San Francisco Call, 27-March-1898
From the 27-March-1898 San Francisco Call. Click on the image for a larger view. 

Oregon was a pre-Dreadnought battleship, built at San Francisco's Union Iron Works. When the Spanish-American War was on the brink of erupting, Oregon sailed around the Horn to the east coast in three weeks. This provided ammunition for proponents of a Panama Canal. Oregon served in the fleet that destroyed the Spanish fleet at Santiago de Cuba on 03-July-1898. In 1915 she visited the Panama-Pacific International Exposition in San Francisco. Starting in 1925, she was preserved at Portland, Oregon as a museum ship. When World War II broke out, she was converted to a barge.

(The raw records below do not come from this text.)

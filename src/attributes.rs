use std::collections::HashSet;

use serde::{Deserialize, Serialize};

/// Name of the implicit primary key attribute every table starts with.
pub const PRIMARY_KEY: &str = "id";

/// An ordered set of attribute names with case-insensitive membership.
///
/// Names keep the case they were declared with (that is what gets displayed
/// and written to disk), while lookups, insertion and removal compare the
/// lowercase form. The lowercase index always mirrors `names`.
#[derive(Debug, Clone, Default, PartialEq, Eq, Serialize, Deserialize)]
#[serde(from = "Vec<String>", into = "Vec<String>")]
pub struct AttributeSet {
    names: Vec<String>,
    index: HashSet<String>,
}

impl AttributeSet {
    /// Creates an empty set.
    pub fn new() -> Self {
        Self::default()
    }

    /// Creates a set whose first attribute is the primary key.
    pub fn with_primary_key() -> Self {
        let mut set = Self::new();
        set.insert(PRIMARY_KEY);
        set
    }

    pub fn contains(&self, name: &str) -> bool {
        self.index.contains(&name.to_lowercase())
    }

    /// Appends `name` unless an attribute with the same lowercase form is
    /// already present. Returns whether the name was added.
    pub fn insert(&mut self, name: &str) -> bool {
        if !self.index.insert(name.to_lowercase()) {
            return false;
        }
        self.names.push(name.to_string());
        true
    }

    /// Removes the attribute matching `name` case-insensitively.
    /// Returns whether something was removed.
    pub fn remove(&mut self, name: &str) -> bool {
        let key = name.to_lowercase();
        if !self.index.remove(&key) {
            return false;
        }
        self.names.retain(|n| n.to_lowercase() != key);
        true
    }

    /// Position of `name` in declaration order.
    pub fn position(&self, name: &str) -> Option<usize> {
        let key = name.to_lowercase();
        self.names.iter().position(|n| n.to_lowercase() == key)
    }

    pub fn get(&self, idx: usize) -> Option<&str> {
        self.names.get(idx).map(String::as_str)
    }

    pub fn iter(&self) -> impl Iterator<Item = &str> {
        self.names.iter().map(String::as_str)
    }

    pub fn len(&self) -> usize {
        self.names.len()
    }

    pub fn is_empty(&self) -> bool {
        self.names.is_empty()
    }
}

impl From<Vec<String>> for AttributeSet {
    // Duplicates are dropped; first occurrence wins.
    fn from(names: Vec<String>) -> Self {
        let mut set = Self::new();
        for name in &names {
            set.insert(name);
        }
        set
    }
}

impl From<AttributeSet> for Vec<String> {
    fn from(set: AttributeSet) -> Self {
        set.names
    }
}
use std::path::PathBuf;

/// Every failure a command can end with.
///
/// Errors are raised where they are detected and travel unchanged up to the
/// command boundary, where they are rendered as a single `[ERROR]` line.
#[derive(Debug, thiserror::Error)]
pub enum DbError {
    // Database errors
    #[error("Database {name:?} doesn't exist")]
    DatabaseNotFound { name: String },

    #[error("Database {name:?} already exists")]
    DatabaseAlreadyExists { name: String },

    #[error("Failed deleting database {name:?}: {source}")]
    DeleteDatabaseFailed {
        name: String,
        #[source]
        source: std::io::Error,
    },

    #[error("No database in use, run USE <database> first")]
    NoDatabaseInUse,

    // Table errors
    #[error("Table {name:?} doesn't exist")]
    TableNotFound { name: String },

    #[error("Table {name:?} already exists")]
    TableAlreadyExists { name: String },

    // Attribute and record errors
    #[error("Attribute {name:?} doesn't exist")]
    AttributeNotFound { name: String },

    #[error("Attribute {name:?} already exists")]
    DuplicateAttribute { name: String },

    #[error("Record with id {id} doesn't exist")]
    RecordNotFound { id: u64 },

    #[error("Primary key {name:?} cannot be altered")]
    PrimaryKeyAlteration { name: String },

    // Query errors
    #[error("Invalid query: {reason}")]
    InvalidQuery { reason: String },

    #[error("Invalid list: {reason}")]
    InvalidList { reason: String },

    #[error("Invalid value count: expected {expected} values but found {found}")]
    InvalidValue { expected: usize, found: usize },

    // Storage errors
    #[error("Corrupt row file {path:?}: {reason}")]
    CorruptRowFile { path: PathBuf, reason: String },

    #[error("Corrupt metadata {path:?}: {reason}")]
    CorruptMetadata { path: PathBuf, reason: String },

    #[error(transparent)]
    Io(#[from] std::io::Error),

    #[error("Failed parsing metadata: {0}")]
    Metadata(#[from] serde_json::Error),
}

impl DbError {
    pub(crate) fn invalid_query(reason: impl Into<String>) -> Self {
        Self::InvalidQuery {
            reason: reason.into(),
        }
    }

    pub(crate) fn invalid_list(reason: impl Into<String>) -> Self {
        Self::InvalidList {
            reason: reason.into(),
        }
    }
}

pub type Result<T, E = DbError> = std::result::Result<T, E>;
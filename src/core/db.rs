use crate::core::error::{GranaryError, Result};
use crate::core::schemas;
use rusqlite::{Connection, OptionalExtension};
use std::fs;
use std::path::{Path, PathBuf};

pub fn db_connect(db_path: &str) -> Result<Connection> {
    let conn = Connection::open(db_path)?;
    conn.busy_timeout(std::time::Duration::from_secs(5))
        .map_err(GranaryError::Rusqlite)?;
    conn.query_row("PRAGMA journal_mode=WAL;", [], |_| Ok(()))
        .map_err(GranaryError::Rusqlite)?;
    conn.execute("PRAGMA foreign_keys=ON;", [])
        .map_err(GranaryError::Rusqlite)?;
    Ok(conn)
}

pub fn farm_db_path(root: &Path) -> PathBuf {
    root.join(schemas::FARM_DB_NAME)
}

pub fn ledger_events_path(root: &Path) -> PathBuf {
    root.join(schemas::LEDGER_EVENTS_NAME)
}

/// Apply the consolidated schema if the database is new or behind.
pub fn ensure_schema(conn: &Connection) -> Result<()> {
    conn.execute(schemas::FARM_DB_SCHEMA_META, [])?;

    let current: Option<String> = conn
        .query_row(
            "SELECT value FROM meta WHERE key = 'schema_version'",
            [],
            |row| row.get(0),
        )
        .optional()
        .map_err(GranaryError::Rusqlite)?;

    let current_version: u32 = current
        .as_deref()
        .and_then(|s| s.parse::<u32>().ok())
        .unwrap_or(0);

    if current_version >= schemas::FARM_SCHEMA_VERSION {
        return Ok(());
    }

    conn.execute(schemas::FARM_DB_SCHEMA_ITEMS, [])?;
    conn.execute(schemas::FARM_DB_SCHEMA_LEDGER, [])?;
    conn.execute(schemas::FARM_DB_SCHEMA_INDEX_LEDGER_ITEM, [])?;
    conn.execute(schemas::FARM_DB_SCHEMA_INDEX_LEDGER_KIND, [])?;
    conn.execute(schemas::FARM_DB_SCHEMA_CROPS, [])?;
    conn.execute(schemas::FARM_DB_SCHEMA_INDEX_CROPS_LAND, [])?;
    conn.execute(schemas::FARM_DB_SCHEMA_INDEX_CROPS_STATUS, [])?;
    conn.execute(schemas::FARM_DB_SCHEMA_FARMERS, [])?;
    conn.execute(schemas::FARM_DB_SCHEMA_TASKS, [])?;
    conn.execute(schemas::FARM_DB_SCHEMA_INDEX_TASKS_FARMER, [])?;
    conn.execute(schemas::FARM_DB_SCHEMA_LANDS, [])?;
    conn.execute(schemas::FARM_DB_SCHEMA_ASSETS, [])?;

    conn.execute(
        "INSERT INTO meta(key, value) VALUES('schema_version', ?1)
         ON CONFLICT(key) DO UPDATE SET value=excluded.value",
        [schemas::FARM_SCHEMA_VERSION.to_string()],
    )?;

    Ok(())
}

pub fn initialize_farm_db(root: &Path) -> Result<()> {
    let db_path = farm_db_path(root);
    if let Some(parent_dir) = db_path.parent() {
        fs::create_dir_all(parent_dir).map_err(GranaryError::Io)?;
    }

    let broker = crate::core::broker::DbBroker::new(root);
    broker.with_conn(&db_path, "granary", "farm.init", |conn| {
        ensure_schema(conn)?;
        Ok(())
    })?;

    let events = ledger_events_path(root);
    if !events.exists() {
        fs::write(&events, "").map_err(GranaryError::Io)?;
    }

    Ok(())
}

It is the last day of the Oregon's stay in San Francisco, and the decks in the great battle-ship are crowded with hurrying, perspiring throngs of bluejackets. In a few hours she will be off to make a showing with the other Atlantic battle-ships in the Spanish question. Every one who can is at work, apparently everything is in confusion, but in reality orderly discipline prevails and all the arrangements for the long voyage which the ship is to make around the Horn for the Atlantic seaboard are being carried out with matter of fact precision. Few people have any idea of the amount of labor involved in preparing a huge battle-ship like this for sea. Theoretically a man-of-war, once commissioned is supposed to be always ready for action. But in practice there is always a great deal to be done at the last moment, especially when a voyage of such exceptional length is contemplated. And in the Oregon's case the work was complicated by the fact that the ship had just come out of drydock, where her sea-going qualities have been greatly improved by the addition of a couple of bilge keels to check the tendency to excessive rolling which the vessel formerly manifested.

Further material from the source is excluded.